:: RECORDS PROVIDED ::
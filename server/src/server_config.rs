use serde::{Deserialize, Serialize};
use std::io::ErrorKind;

#[derive(Debug, Clone, PartialEq, Serialize, Deserialize)]
pub struct ServerConfig {
    pub listen_address: String,
    pub static_files_path: String,
}

impl Default for ServerConfig {
    fn default() -> Self {
        Self {
            listen_address: "0.0.0.0:5000".to_string(),
            static_files_path: "static".to_string(),
        }
    }
}

impl ServerConfig {
    /// A missing config file falls back to the defaults; a present but
    /// unreadable or malformed file is an error.
    pub fn load(path: &str) -> Result<Self, String> {
        match std::fs::read_to_string(path) {
            Ok(content) => serde_yaml_ng::from_str(&content)
                .map_err(|e| format!("Failed to parse config file: {}", e)),
            Err(err) if err.kind() == ErrorKind::NotFound => Ok(Self::default()),
            Err(err) => Err(format!("Failed to read config file: {}", err)),
        }
    }

    pub fn validate(&self) -> Result<(), String> {
        if self.listen_address.parse::<std::net::SocketAddr>().is_err() {
            return Err(format!(
                "Invalid listen address: {}",
                self.listen_address
            ));
        }
        if self.static_files_path.is_empty() {
            return Err("Static files path must not be empty".to_string());
        }
        Ok(())
    }
}
use serde::{Deserialize, Serialize};
use tictactoe_engine::{
    Board, Difficulty, Mark, Outcome, PlaceError, Position, calculate_move, evaluate,
};

use crate::messages::{AiMove, MoveResponse};

const BOARD_SIZE: usize = 3;

#[derive(Debug, Clone, Copy, Default, PartialEq, Eq, Serialize, Deserialize)]
#[serde(rename_all = "lowercase")]
pub enum Mode {
    #[default]
    Two,
    Single,
}

#[derive(Debug, Clone, Copy, Default, PartialEq, Eq, Serialize, Deserialize)]
#[serde(rename_all = "lowercase")]
pub enum BotDifficulty {
    #[default]
    Easy,
    Medium,
    Hard,
}

impl BotDifficulty {
    fn to_engine(self) -> Difficulty {
        match self {
            BotDifficulty::Easy => Difficulty::Random,
            BotDifficulty::Medium => Difficulty::Heuristic,
            BotDifficulty::Hard => Difficulty::Minimax,
        }
    }
}

#[derive(Debug, Clone, Copy, PartialEq, Eq)]
pub enum GameStatus {
    InProgress,
    Won(Mark),
    Drawn,
}

/// One live game. X is always the human side that moves first; in
/// single-player mode O is the bot.
pub struct GameSession {
    board: Board,
    current_turn: Mark,
    mode: Mode,
    difficulty: BotDifficulty,
    status: GameStatus,
}

impl GameSession {
    pub fn new(mode: Mode, difficulty: BotDifficulty) -> Self {
        Self {
            board: Board::new(BOARD_SIZE),
            current_turn: Mark::X,
            mode,
            difficulty,
            status: GameStatus::InProgress,
        }
    }

    pub fn status(&self) -> GameStatus {
        self.status
    }

    /// Applies one move for the side to play, then (in single-player mode)
    /// lets the bot answer. Won and Drawn sessions accept no further moves.
    pub fn apply_move(&mut self, row: usize, col: usize) -> MoveResponse {
        if self.status != GameStatus::InProgress {
            return MoveResponse::rejected("finished");
        }
        if !self.board.in_bounds(row, col) {
            return MoveResponse::rejected("out_of_bounds");
        }

        let mover = self.current_turn;
        match self.board.set(row, col, mover) {
            Ok(()) => {}
            Err(PlaceError::Occupied) => return MoveResponse::rejected("occupied"),
            Err(PlaceError::InvalidMark) => unreachable!("current turn is always X or O"),
        }

        let mut outcome = evaluate(&self.board);
        self.record_outcome(&outcome);

        let mut ai_move = None;
        if self.status == GameStatus::InProgress {
            self.switch_turn();

            if self.mode == Mode::Single && self.current_turn == Mark::O {
                if let Some(pos) = self.play_bot_turn() {
                    ai_move = Some(AiMove {
                        row: pos.row,
                        col: pos.col,
                    });
                    outcome = evaluate(&self.board);
                    self.record_outcome(&outcome);
                    self.current_turn = Mark::X;
                }
            }
        }

        let win = match &outcome {
            Outcome::Win { line, .. } => line.iter().map(|pos| (pos.row, pos.col)).collect(),
            _ => Vec::new(),
        };

        MoveResponse {
            status: "ok",
            board: Some(self.render_board()),
            current: Some(mark_char(mover)),
            win: Some(win),
            draw: Some(outcome == Outcome::Draw),
            ai_move,
        }
    }

    fn play_bot_turn(&mut self) -> Option<Position> {
        let pos = calculate_move(
            self.difficulty.to_engine(),
            &mut self.board,
            Mark::O,
            Mark::X,
        )?;
        if self.board.set(pos.row, pos.col, Mark::O).is_err() {
            return None;
        }
        Some(pos)
    }

    fn record_outcome(&mut self, outcome: &Outcome) {
        match outcome {
            Outcome::Win { mark, .. } => self.status = GameStatus::Won(*mark),
            Outcome::Draw => self.status = GameStatus::Drawn,
            Outcome::Ongoing => {}
        }
    }

    fn switch_turn(&mut self) {
        self.current_turn = if self.current_turn == Mark::X {
            Mark::O
        } else {
            Mark::X
        };
    }

    fn render_board(&self) -> Vec<Vec<char>> {
        (0..BOARD_SIZE)
            .map(|row| {
                (0..BOARD_SIZE)
                    .map(|col| mark_char(self.board.get(row, col)))
                    .collect()
            })
            .collect()
    }

    #[cfg(test)]
    fn preset(mode: Mode, difficulty: BotDifficulty, marks: &[(usize, usize, Mark)]) -> Self {
        let mut session = Self::new(mode, difficulty);
        for &(row, col, mark) in marks {
            session.board.set(row, col, mark).unwrap();
        }
        session
    }
}

fn mark_char(mark: Mark) -> char {
    match mark {
        Mark::Empty => '.',
        Mark::X => 'X',
        Mark::O => 'O',
    }
}
mod logger;
mod messages;
mod server_config;
mod session;
mod web_server;

use clap::Parser;

use server_config::ServerConfig;

#[derive(Parser)]
#[command(name = "tictactoe_server")]
struct Args {
    /// Path to the YAML config file.
    #[arg(long, default_value = "tictactoe_server_config.yaml")]
    config: String,
}

#[tokio::main]
async fn main() -> Result<(), Box<dyn std::error::Error>> {
    let args = Args::parse();
    logger::init_logger();

    let config = ServerConfig::load(&args.config)?;
    config.validate()?;

    web_server::run_web_server(config).await;

    Ok(())
}
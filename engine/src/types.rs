use std::fmt;

#[derive(Clone, Copy, Debug, PartialEq, Eq)]
pub enum Mark {
    Empty,
    X,
    O,
}

impl Mark {
    pub fn opponent(&self) -> Option<Mark> {
        match self {
            Mark::X => Some(Mark::O),
            Mark::O => Some(Mark::X),
            Mark::Empty => None,
        }
    }
}

#[derive(Clone, Copy, Debug, PartialEq, Eq)]
pub struct Position {
    pub row: usize,
    pub col: usize,
}

impl Position {
    pub fn new(row: usize, col: usize) -> Self {
        Self { row, col }
    }
}

/// Failure modes of placing a mark. `InvalidMark` means an attempt to place
/// `Mark::Empty` and cannot happen through normal play.
#[derive(Clone, Copy, Debug, PartialEq, Eq)]
pub enum PlaceError {
    Occupied,
    InvalidMark,
}

impl fmt::Display for PlaceError {
    fn fmt(&self, f: &mut fmt::Formatter<'_>) -> fmt::Result {
        match self {
            PlaceError::Occupied => write!(f, "cell is already marked"),
            PlaceError::InvalidMark => write!(f, "only X or O can be placed"),
        }
    }
}

impl std::error::Error for PlaceError {}

/// Result of evaluating a board after a move. Derived on demand, never stored.
#[derive(Clone, Debug, PartialEq, Eq)]
pub enum Outcome {
    Ongoing,
    Win { mark: Mark, line: Vec<Position> },
    Draw,
}
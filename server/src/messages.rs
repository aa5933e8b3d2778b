use serde::{Deserialize, Serialize};

use crate::session::{BotDifficulty, Mode};

#[derive(Debug, Default, Deserialize)]
pub struct NewGameRequest {
    #[serde(default)]
    pub mode: Mode,
    #[serde(default)]
    pub difficulty: BotDifficulty,
}

#[derive(Debug, Serialize)]
pub struct NewGameResponse {
    pub status: &'static str,
    pub mode: Mode,
    pub difficulty: BotDifficulty,
}

#[derive(Debug, Deserialize)]
pub struct MoveRequest {
    pub row: usize,
    pub col: usize,
}

#[derive(Debug, Clone, Copy, PartialEq, Eq, Serialize)]
pub struct AiMove {
    pub row: usize,
    pub col: usize,
}

/// Reply to a `/move` request. Rejections carry only the status; accepted
/// moves carry the rendered board and the evaluation after the move (and
/// after the bot's answer, in single-player mode).
#[derive(Debug, Serialize)]
pub struct MoveResponse {
    pub status: &'static str,
    #[serde(skip_serializing_if = "Option::is_none")]
    pub board: Option<Vec<Vec<char>>>,
    #[serde(skip_serializing_if = "Option::is_none")]
    pub current: Option<char>,
    #[serde(skip_serializing_if = "Option::is_none")]
    pub win: Option<Vec<(usize, usize)>>,
    #[serde(skip_serializing_if = "Option::is_none")]
    pub draw: Option<bool>,
    #[serde(skip_serializing_if = "Option::is_none")]
    pub ai_move: Option<AiMove>,
}

impl MoveResponse {
    pub fn rejected(status: &'static str) -> Self {
        Self {
            status,
            board: None,
            current: None,
            win: None,
            draw: None,
            ai_move: None,
        }
    }
}
use crate::board::Board;
use crate::types::{Mark, Outcome, Position};

/// Returns the first line fully occupied by `mark`, scanning rows
/// top-to-bottom, then columns left-to-right, then the main diagonal, then
/// the anti-diagonal. The scan order makes the reported line deterministic
/// when a board satisfies more than one.
pub fn winning_line(board: &Board, mark: Mark) -> Option<Vec<Position>> {
    let size = board.size();

    for row in 0..size {
        if (0..size).all(|col| board.get(row, col) == mark) {
            return Some((0..size).map(|col| Position::new(row, col)).collect());
        }
    }

    for col in 0..size {
        if (0..size).all(|row| board.get(row, col) == mark) {
            return Some((0..size).map(|row| Position::new(row, col)).collect());
        }
    }

    if (0..size).all(|i| board.get(i, i) == mark) {
        return Some((0..size).map(|i| Position::new(i, i)).collect());
    }

    if (0..size).all(|i| board.get(i, size - 1 - i) == mark) {
        return Some((0..size).map(|i| Position::new(i, size - 1 - i)).collect());
    }

    None
}

/// True iff every cell is occupied. Callers must check `winning_line` first:
/// a full board with a winning line is a win, not a draw.
pub fn is_draw(board: &Board) -> bool {
    board.is_full()
}

/// Combined terminal check. The win check dominates the draw check.
pub fn evaluate(board: &Board) -> Outcome {
    for mark in [Mark::X, Mark::O] {
        if let Some(line) = winning_line(board, mark) {
            return Outcome::Win { mark, line };
        }
    }
    if is_draw(board) {
        Outcome::Draw
    } else {
        Outcome::Ongoing
    }
}
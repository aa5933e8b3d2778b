use crate::types::{Mark, PlaceError, Position};

/// Square board of cells. Cells only ever transition from empty to a mark
/// during live play; the search engine additionally places and clears marks
/// through the crate-internal helpers while exploring.
#[derive(Clone, Debug, PartialEq, Eq)]
pub struct Board {
    size: usize,
    cells: Vec<Vec<Mark>>,
}

impl Board {
    pub fn new(size: usize) -> Self {
        Self {
            size,
            cells: vec![vec![Mark::Empty; size]; size],
        }
    }

    pub fn size(&self) -> usize {
        self.size
    }

    pub fn get(&self, row: usize, col: usize) -> Mark {
        self.cells[row][col]
    }

    pub fn in_bounds(&self, row: usize, col: usize) -> bool {
        row < self.size && col < self.size
    }

    /// Places `mark` if the cell is currently empty. Either fully applies or
    /// leaves the board unchanged.
    pub fn set(&mut self, row: usize, col: usize, mark: Mark) -> Result<(), PlaceError> {
        if mark == Mark::Empty {
            return Err(PlaceError::InvalidMark);
        }
        if self.cells[row][col] != Mark::Empty {
            return Err(PlaceError::Occupied);
        }
        self.cells[row][col] = mark;
        Ok(())
    }

    /// Empty coordinates in row-major scan order. All search tie-breaks
    /// depend on this ordering.
    pub fn available_moves(&self) -> Vec<Position> {
        let mut moves = Vec::new();
        for (row, cells) in self.cells.iter().enumerate() {
            for (col, &cell) in cells.iter().enumerate() {
                if cell == Mark::Empty {
                    moves.push(Position::new(row, col));
                }
            }
        }
        moves
    }

    pub fn is_full(&self) -> bool {
        self.cells
            .iter()
            .all(|row| row.iter().all(|&cell| cell != Mark::Empty))
    }

    /// Speculative placement for the search engine. Every call is paired with
    /// a `clear` before the search returns.
    pub(crate) fn place(&mut self, pos: Position, mark: Mark) {
        self.cells[pos.row][pos.col] = mark;
    }

    pub(crate) fn clear(&mut self, pos: Position) {
        self.cells[pos.row][pos.col] = Mark::Empty;
    }
}

#[cfg(test)]
mod tests {
    use super::*;

    #[test]
    fn test_new_board_is_empty() {
        let board = Board::new(3);
        for row in 0..3 {
            for col in 0..3 {
                assert_eq!(board.get(row, col), Mark::Empty);
            }
        }
        assert!(!board.is_full());
    }

    #[test]
    fn test_set_on_empty_cell() {
        let mut board = Board::new(3);
        assert_eq!(board.set(1, 1, Mark::X), Ok(()));
        assert_eq!(board.get(1, 1), Mark::X);
    }

    #[test]
    fn test_set_on_occupied_cell_fails_without_mutation() {
        let mut board = Board::new(3);
        board.set(1, 1, Mark::X).unwrap();
        assert_eq!(board.set(1, 1, Mark::O), Err(PlaceError::Occupied));
        assert_eq!(board.get(1, 1), Mark::X);
    }

    #[test]
    fn test_set_empty_mark_is_invalid() {
        let mut board = Board::new(3);
        assert_eq!(board.set(0, 0, Mark::Empty), Err(PlaceError::InvalidMark));
        assert_eq!(board.get(0, 0), Mark::Empty);
    }

    #[test]
    fn test_available_moves_row_major_order() {
        let mut board = Board::new(3);
        board.set(0, 0, Mark::X).unwrap();
        board.set(1, 1, Mark::O).unwrap();

        let moves = board.available_moves();
        let expected = vec![
            Position::new(0, 1),
            Position::new(0, 2),
            Position::new(1, 0),
            Position::new(1, 2),
            Position::new(2, 0),
            Position::new(2, 1),
            Position::new(2, 2),
        ];
        assert_eq!(moves, expected);
    }

    #[test]
    fn test_available_moves_plus_occupied_is_board_area() {
        let mut board = Board::new(3);
        let placements = [(0, 0, Mark::X), (0, 1, Mark::O), (2, 2, Mark::X)];
        for (i, &(row, col, mark)) in placements.iter().enumerate() {
            board.set(row, col, mark).unwrap();
            assert_eq!(board.available_moves().len() + i + 1, 9);
        }
    }

    #[test]
    fn test_is_full() {
        let mut board = Board::new(3);
        let marks = [Mark::X, Mark::O];
        for row in 0..3 {
            for col in 0..3 {
                assert!(!board.is_full());
                board.set(row, col, marks[(row + col) % 2]).unwrap();
            }
        }
        assert!(board.is_full());
        assert!(board.available_moves().is_empty());
    }

    #[test]
    fn test_in_bounds() {
        let board = Board::new(3);
        assert!(board.in_bounds(0, 0));
        assert!(board.in_bounds(2, 2));
        assert!(!board.in_bounds(3, 0));
        assert!(!board.in_bounds(0, 3));
    }
}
:::
YOUR ASSIGNMENT: Could you write out, exactly as they stand, only the lines above that begin at the line with "self.current_turn = if" and stop after the line with "mod messages;"?

OUTPUT:
        self.current_turn = if self.current_turn == Mark::X {
            Mark::O
        } else {
            Mark::X
        };
    }

    fn render_board(&self) -> Vec<Vec<char>> {
        (0..BOARD_SIZE)
            .map(|row| {
                (0..BOARD_SIZE)
                    .map(|col| mark_char(self.board.get(row, col)))
                    .collect()
            })
            .collect()
    }

    #[cfg(test)]
    fn preset(mode: Mode, difficulty: BotDifficulty, marks: &[(usize, usize, Mark)]) -> Self {
        let mut session = Self::new(mode, difficulty);
        for &(row, col, mark) in marks {
            session.board.set(row, col, mark).unwrap();
        }
        session
    }
}

fn mark_char(mark: Mark) -> char {
    match mark {
        Mark::Empty => '.',
        Mark::X => 'X',
        Mark::O => 'O',
    }
}
mod logger;
mod messages;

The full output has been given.